## What needs to be done
Wherever the string "contains" appears in the listing, copy that line.
::::::
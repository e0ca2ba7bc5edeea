use warden_server::{Denial, ProfileDirectory, ServerError};
use warden_types::{DeviceIdentity, HardwareId, Permissions, Profile, ProfileId};

fn operators() -> Profile {
    Profile::new(ProfileId::new(1), "operators")
        .with_permissions(Permissions::PING | Permissions::REQUEST_STATUS)
        .with_group(0)
        .unwrap()
        .with_group(63)
        .unwrap()
        .with_known_device(HardwareId::new("abc123"))
}

fn directory() -> ProfileDirectory {
    ProfileDirectory::new([operators(), Profile::new(ProfileId::new(2), "empty")])
}

fn assigned(id: &str, profile: u32) -> DeviceIdentity {
    DeviceIdentity::new(HardwareId::new(id), "device").with_profile(ProfileId::new(profile))
}

fn denial(result: Result<impl std::fmt::Debug, ServerError>) -> Denial {
    match result {
        Err(ServerError::AccessDenied(denial)) => denial,
        other => panic!("expected AccessDenied, got {other:?}"),
    }
}

#[test]
fn associated_device_with_permission_is_authorized() {
    let directory = directory();
    let profile = directory
        .authorize(&assigned("abc123", 1), Permissions::PING)
        .unwrap();
    assert_eq!(profile.name(), "operators");
}

#[test]
fn missing_permission_is_denied() {
    let denial = denial(directory().authorize(&assigned("abc123", 1), Permissions::SEND_AUDIO));
    assert_eq!(
        denial,
        Denial::MissingPermission {
            profile: ProfileId::new(1),
            permission: Permissions::SEND_AUDIO,
        }
    );
}

#[test]
fn unassigned_device_is_denied() {
    let device = DeviceIdentity::new(HardwareId::new("abc123"), "device");
    let denial = denial(directory().authorize(&device, Permissions::PING));
    assert_eq!(denial, Denial::Unassigned(HardwareId::new("abc123")));
}

#[test]
fn unknown_profile_is_denied() {
    let denial = denial(directory().authorize(&assigned("abc123", 9), Permissions::PING));
    assert_eq!(denial, Denial::UnknownProfile(ProfileId::new(9)));
}

#[test]
fn device_missing_from_allowlist_is_denied() {
    let denial = denial(directory().authorize(&assigned("xyz789", 1), Permissions::PING));
    assert_eq!(
        denial,
        Denial::NotAssociated {
            device: HardwareId::new("xyz789"),
            profile: ProfileId::new(1),
        }
    );
}

#[test]
fn group_membership_of_associated_device() {
    let directory = directory();
    let device = assigned("abc123", 1);
    assert!(directory.in_group(&device, 0).unwrap());
    assert!(directory.in_group(&device, 63).unwrap());
    assert!(!directory.in_group(&device, 5).unwrap());
}

#[test]
fn group_index_out_of_range() {
    let directory = directory();
    let device = assigned("abc123", 1);
    for index in [-1, 64] {
        assert!(matches!(
            directory.in_group(&device, index),
            Err(ServerError::Types(warden_types::Error::InvalidGroupId(i))) if i == index
        ));
    }
}

#[test]
fn group_query_requires_association() {
    let denial = denial(directory().in_group(&assigned("xyz789", 1), 0));
    assert!(matches!(denial, Denial::NotAssociated { .. }));
}

#[test]
fn denial_messages_name_the_subject() {
    let message = ServerError::AccessDenied(Denial::MissingPermission {
        profile: ProfileId::new(1),
        permission: Permissions::SEND_AUDIO,
    })
    .to_string();
    assert!(message.contains("access denied"));
    assert!(message.contains("send-audio"));
}

#[test]
fn lookup_by_id() {
    let directory = directory();
    assert_eq!(directory.len(), 2);
    assert_eq!(directory.get(ProfileId::new(2)).unwrap().name(), "empty");
    assert!(directory.get(ProfileId::new(3)).is_none());
}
::::::
## Result below
    assert!(message.contains("access denied"));
    assert!(message.contains("send-audio"));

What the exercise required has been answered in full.